This paper is concerned with the problem of predicting a sequence at the output, e.g. using an RNN. It aims at addressing the issue it refers to as exposure bias, which here refers to the fact that while at training time the RNN producing the output sequence is being fed the ground truth previous tokens (words) when producing the next token (something sometimes referred to as teacher forcing, which really is just maximum likelihood), at test time this RNN makes predictions using recursive generation, i.e. it is instead recursively fed by its own predictions (which might be erroneous). 

Moreover, it also proposes a training procedure that can take into account a rich performance measure that can't easily be optimized directly, such as the BLEU score for text outputs. 

The key observation is that the REINFORCE algorithm could be used to optimize the expectation of such arbitrarily complicated performance measures, for outputs produced by (stochastic) recursive generation. However, REINFORCE is a notoriously unstable training algorithm, which can often work terribly (in fact, the authors mention that they have tried using REINFORCE only, without success). Thus, they instead propose to gradually go from training according to maximum likelihood / teacher forcing to training using the REINFORCE algorithm on the expected performance measure.

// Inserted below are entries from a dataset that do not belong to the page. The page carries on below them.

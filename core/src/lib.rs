//! Headless typeahead search-select.
//!
//! # Design
//!
//! - Keystrokes go through a [`Debouncer`]; only settled text becomes a request.
//! - Every request carries a [`RequestToken`]. A response is applied only while
//!   its token is the one in flight, so a slow early response can never
//!   overwrite a newer one.
//! - Nothing here blocks or reads a clock. The host passes `now` in, calls
//!   [`SelectionController::tick`] at [`SelectionController::next_deadline`],
//!   and feeds client responses back through
//!   [`SelectionController::on_response`].
//!
//! [`WorkerClient`] runs any blocking [`Backend`] on a background thread.

pub mod client;
pub mod config;
pub mod controller;
pub mod debouncer;
pub mod error;
pub mod navigator;
pub mod store;
pub mod types;

pub use client::{Backend, SearchClient, SearchRequest, SearchResponse, WorkerClient};
pub use config::TypeaheadConfig;
pub use controller::{Phase, SearchState, SelectionController};
pub use debouncer::Debouncer;
pub use error::{CandidateError, ConfigError, RETRY_MESSAGE, SearchError};
pub use navigator::{KeyboardNavigator, NavAction, NavKey};
pub use store::ResultStore;
pub use types::{Candidate, CandidateId, Query, RequestToken};
use crate::types::CandidateIdError;
use thiserror::Error;

/// Message the view shows in place of results after a failed search.
pub const RETRY_MESSAGE: &str = "Search failed, try again";

/// Why a search produced no usable result list.
#[derive(Error, Debug, Clone, PartialEq, Eq)]
pub enum SearchError {
    #[error("search failed: {0}")]
    Failed(String),

    #[error("search timed out")]
    TimedOut,

    #[error("search worker is no longer running")]
    WorkerGone,
}

impl SearchError {
    pub fn failed(message: impl Into<String>) -> Self {
        Self::Failed(message.into())
    }

    /// User-facing text. Backend details stay in logs.
    pub fn user_message(&self) -> &'static str {
        RETRY_MESSAGE
    }
}

#[derive(Error, Debug)]
pub enum CandidateError {
    #[error("invalid candidate payload: {0}")]
    Json(#[from] serde_json::Error),

    #[error("invalid candidate id: {0}")]
    InvalidId(#[from] CandidateIdError),
}

/// Errors that can occur when loading or saving config.
#[derive(Error, Debug)]
pub enum ConfigError {
    #[error("IO error: {0}")]
    Io(#[from] std::io::Error),

    #[error("parse error: {0}")]
    Parse(#[from] toml::de::Error),

    #[error("serialize error: {0}")]
    Serialize(#[from] toml::ser::Error),
}
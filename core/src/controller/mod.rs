//! Typeahead state machine.
//!
//! Phases:
//! - `Idle`: nothing to search for (blank query, or dismissed).
//! - `Debouncing`: a keystroke is waiting out the quiet period.
//! - `Loading`: a request is in flight.
//! - `Open` / `Empty` / `Failed`: the latest request settled.
//! - `Committed`: the user picked a candidate.
//!
//! The controller is driven entirely by its caller: input and key events,
//! [`SelectionController::tick`] with the current time, and
//! [`SelectionController::on_response`] when a client reports back. It never
//! blocks and never reads a clock.

use crate::client::{SearchClient, SearchRequest, SearchResponse};
use crate::config::TypeaheadConfig;
use crate::debouncer::Debouncer;
use crate::error::SearchError;
use crate::navigator::{KeyboardNavigator, NavAction, NavKey};
use crate::store::ResultStore;
use crate::types::{Candidate, Query, RequestToken};
use std::time::{Duration, Instant};
use tracing::{debug, trace, warn};

#[derive(Debug, Clone, Copy, PartialEq, Eq)]
pub enum Phase {
    Idle,
    Debouncing,
    Loading,
    Open,
    Empty,
    Failed,
    Committed,
}

/// Owned copy of everything a view renders.
#[derive(Debug, Clone, PartialEq, Eq)]
pub struct SearchState {
    pub phase: Phase,
    pub query: String,
    pub results: Vec<Candidate>,
    pub is_open: bool,
    pub highlighted_index: Option<usize>,
    pub is_loading: bool,
    pub error: Option<SearchError>,
    pub selection: Option<Candidate>,
    pub request_token: RequestToken,
}

#[derive(Debug)]
struct InFlight {
    token: RequestToken,
    query: Query,
    started_at: Instant,
}

pub struct SelectionController<C> {
    client: C,
    config: TypeaheadConfig,
    debouncer: Debouncer<Query>,
    store: ResultStore,
    query: String,
    phase: Phase,
    error: Option<SearchError>,
    selection: Option<Candidate>,
    token: RequestToken,
    in_flight: Option<InFlight>,
    /// Query the current `store` results were fetched for.
    results_query: Option<Query>,
}

/// Create operations.
impl<C: SearchClient> SelectionController<C> {
    pub fn new(client: C, config: TypeaheadConfig) -> Self {
        Self {
            client,
            config,
            debouncer: Debouncer::new(),
            store: ResultStore::default(),
            query: String::new(),
            phase: Phase::Idle,
            error: None,
            selection: None,
            token: RequestToken::default(),
            in_flight: None,
            results_query: None,
        }
    }
}

/// Read operations.
impl<C> SelectionController<C> {
    pub fn query(&self) -> &str {
        &self.query
    }

    pub fn results(&self) -> &[Candidate] {
        self.store.results()
    }

    pub fn is_open(&self) -> bool {
        self.store.is_open()
    }

    pub fn highlighted_index(&self) -> Option<usize> {
        self.store.highlighted_index()
    }

    pub fn highlighted(&self) -> Option<&Candidate> {
        self.store.highlighted()
    }

    pub fn is_loading(&self) -> bool {
        self.in_flight.is_some()
    }

    pub fn error(&self) -> Option<&SearchError> {
        self.error.as_ref()
    }

    /// The single-line message to show instead of results after a failure.
    pub fn error_message(&self) -> Option<&'static str> {
        self.error.as_ref().map(SearchError::user_message)
    }

    pub fn selection(&self) -> Option<&Candidate> {
        self.selection.as_ref()
    }

    pub fn phase(&self) -> Phase {
        self.phase
    }

    /// Token of the most recently dispatched request.
    pub fn request_token(&self) -> RequestToken {
        self.token
    }

    pub fn store(&self) -> &ResultStore {
        &self.store
    }

    pub fn config(&self) -> &TypeaheadConfig {
        &self.config
    }

    pub fn client(&self) -> &C {
        &self.client
    }

    pub fn client_mut(&mut self) -> &mut C {
        &mut self.client
    }

    /// Earliest instant at which [`tick`](Self::tick) has work to do.
    pub fn next_deadline(&self) -> Option<Instant> {
        let timeout = self.config.request_timeout().and_then(|timeout| {
            self.in_flight
                .as_ref()
                .and_then(|in_flight| in_flight.started_at.checked_add(timeout))
        });

        match (self.debouncer.deadline(), timeout) {
            (Some(a), Some(b)) => Some(a.min(b)),
            (a, b) => a.or(b),
        }
    }

    pub fn snapshot(&self) -> SearchState {
        SearchState {
            phase: self.phase,
            query: self.query.clone(),
            results: self.store.results().to_vec(),
            is_open: self.store.is_open(),
            highlighted_index: self.store.highlighted_index(),
            is_loading: self.is_loading(),
            error: self.error.clone(),
            selection: self.selection.clone(),
            request_token: self.token,
        }
    }
}

/// Input operations.
impl<C: SearchClient> SelectionController<C> {
    /// The input text changed.
    ///
    /// Blank (or too short) text clears results right away without a request.
    /// Anything else restarts the debounce window.
    pub fn on_input(&mut self, text: impl Into<String>, now: Instant) {
        self.query = text.into();
        self.error = None;

        let Some(query) = self.searchable_query() else {
            debug!("query cleared");
            self.store.clear();
            self.results_query = None;
            self.go_idle();
            return;
        };

        if self.debouncer.schedule(query, self.config.debounce(), now) {
            trace!("debounce restarted");
        }
        self.phase = Phase::Debouncing;
    }

    /// Drives time-based work: fires a settled debounce and expires a request
    /// that outlived the configured timeout. Returns true if state changed.
    pub fn tick(&mut self, now: Instant) -> bool {
        let mut changed = false;

        if self.is_timed_out(now) {
            if let Some(in_flight) = self.in_flight.take() {
                warn!(token = %in_flight.token, query = %in_flight.query, "search timed out");
                self.client.abort(in_flight.token);
            }
            self.fail(SearchError::TimedOut);
            changed = true;
        }

        if let Some(query) = self.debouncer.poll(now) {
            self.dispatch(query, now);
            changed = true;
        }

        changed
    }

    /// Applies a client response if it belongs to the request in flight.
    ///
    /// Anything else is stale and ignored. Returns true if it was applied.
    pub fn on_response(&mut self, response: SearchResponse) -> bool {
        let in_flight = match self.in_flight.take() {
            Some(in_flight) if in_flight.token == response.token => in_flight,
            other => {
                trace!(
                    token = %response.token,
                    current = %self.token,
                    "discarding stale response"
                );
                self.in_flight = other;
                return false;
            }
        };

        match response.outcome {
            Ok(mut results) => {
                results.truncate(self.config.max_results);
                debug!(
                    token = %response.token,
                    query = %in_flight.query,
                    count = results.len(),
                    "search results applied"
                );
                let phase = if results.is_empty() {
                    Phase::Empty
                } else {
                    Phase::Open
                };
                self.error = None;
                self.store.replace(results);
                self.results_query = Some(in_flight.query);
                self.settle(phase);
            }
            Err(error) => {
                warn!(token = %response.token, query = %in_flight.query, %error, "search failed");
                self.fail(error);
            }
        }

        true
    }

    /// Handles a key press against the dropdown. Returns the action taken.
    pub fn on_key(&mut self, key: NavKey) -> NavAction {
        let action = KeyboardNavigator::navigate(key, &self.store, self.is_loading());
        match action {
            NavAction::None => {}
            NavAction::Highlight(index) => {
                self.store.set_highlight(index);
            }
            NavAction::Commit(index) => {
                self.commit(index);
            }
            NavAction::Dismiss => self.on_escape(),
        }
        action
    }
}

/// Selection operations.
impl<C: SearchClient> SelectionController<C> {
    /// Commits the result at `index`. Returns false if there is no such result.
    pub fn commit(&mut self, index: usize) -> bool {
        let Some(candidate) = self.store.results().get(index).cloned() else {
            return false;
        };

        self.debouncer.cancel();
        self.invalidate();

        debug!(id = %candidate.id(), "selection committed");
        self.query = candidate.label();
        self.error = None;
        self.store.close();
        self.results_query = None;
        self.phase = Phase::Committed;
        self.selection = Some(candidate);
        true
    }

    pub fn commit_highlighted(&mut self) -> bool {
        match self.store.highlighted_index() {
            Some(index) => self.commit(index),
            None => false,
        }
    }

    /// Closes the dropdown, keeping the typed text and any selection.
    pub fn on_escape(&mut self) {
        self.store.close();
        self.error = None;
        self.go_idle();
    }

    /// A click landed outside the widget.
    pub fn on_blur_outside(&mut self) {
        self.on_escape();
    }

    /// Empties the input, the results and the selection.
    pub fn clear(&mut self) {
        self.query.clear();
        self.store.clear();
        self.error = None;
        self.selection = None;
        self.results_query = None;
        self.go_idle();
    }

    /// Opens the dropdown again on purpose, e.g. when the input regains focus.
    ///
    /// Results that still match the query are shown as they are; otherwise a
    /// search is scheduled without waiting for the debounce window. Returns
    /// false when there is nothing to search for.
    pub fn reopen(&mut self, now: Instant) -> bool {
        let Some(query) = self.searchable_query() else {
            return false;
        };

        if self.results_query.as_ref() == Some(&query) {
            self.store.open();
            if !matches!(self.phase, Phase::Loading | Phase::Debouncing) {
                self.phase = if self.store.is_empty() {
                    Phase::Empty
                } else {
                    Phase::Open
                };
            }
        } else if !self.is_loading() {
            self.debouncer.schedule(query, Duration::ZERO, now);
            self.phase = Phase::Debouncing;
        }
        true
    }
}

/// Internal transitions.
impl<C: SearchClient> SelectionController<C> {
    fn searchable_query(&self) -> Option<Query> {
        Query::try_new(self.query.clone())
            .ok()
            .filter(|query| query.char_len() >= self.config.min_query_len)
    }

    fn dispatch(&mut self, query: Query, now: Instant) {
        if let Some(previous) = self.in_flight.take() {
            self.client.abort(previous.token);
        }

        self.token = self.token.next();
        let token = self.token;
        debug!(%token, %query, "dispatching search");

        self.in_flight = Some(InFlight {
            token,
            query: query.clone(),
            started_at: now,
        });
        self.phase = Phase::Loading;
        self.error = None;
        self.store.open();
        self.client.dispatch(SearchRequest { token, query });
    }

    /// Drops the in-flight request so its response is ignored when it lands.
    fn invalidate(&mut self) {
        if let Some(in_flight) = self.in_flight.take() {
            trace!(token = %in_flight.token, "request invalidated");
            self.client.abort(in_flight.token);
        }
    }

    fn go_idle(&mut self) {
        self.debouncer.cancel();
        self.invalidate();
        self.phase = Phase::Idle;
    }

    fn fail(&mut self, error: SearchError) {
        self.store.clear();
        self.results_query = None;
        self.error = Some(error);
        self.settle(Phase::Failed);
    }

    /// A pending keystroke outranks a settled request.
    fn settle(&mut self, phase: Phase) {
        self.phase = if self.debouncer.is_pending() {
            Phase::Debouncing
        } else {
            phase
        };
    }

    fn is_timed_out(&self, now: Instant) -> bool {
        match (&self.in_flight, self.config.request_timeout()) {
            (Some(in_flight), Some(timeout)) => {
                now.saturating_duration_since(in_flight.started_at) >= timeout
            }
            _ => false,
        }
    }
}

The proposed procedure, dubbed MIXER (Mixed Incremental Cross-Entropy Reinforce), goes as follows:
1. Train model to optimize the likelihood of the target sequence, i.e. minimize the per time-step cross-entropy loss.
2. Then, for a target sequence of size T, optimize the cross-entropy for the T-Δ first time steps of the sequence and use Reinforce to get a gradient on the expected loss (e.g. negative BLEU) for the recursive generation of the rest of the Δ time steps.
3. Increase Δ and go back to 2., until Δ is equal to T.

Experiments on 3 text benchmarks (summarization, machine translation and image captioning) show that this approach yields models that produces much better outputs when not using beam search (i.e. using greedy recursive generation) to generate an output sequence, compared to other alternatives such as regular maximum likelihood and Data as Demonstrator (DaD). DaD is similar to the scheduled sampling method of Bengio et al. (see my note: \cite{conf/nips/BengioVJS15}), in that at training time, some of the previous tokens fed to the model are predicted tokens instead of ground truths. When using beam search, MIXER is only outperformed by DaD on the machine translation task.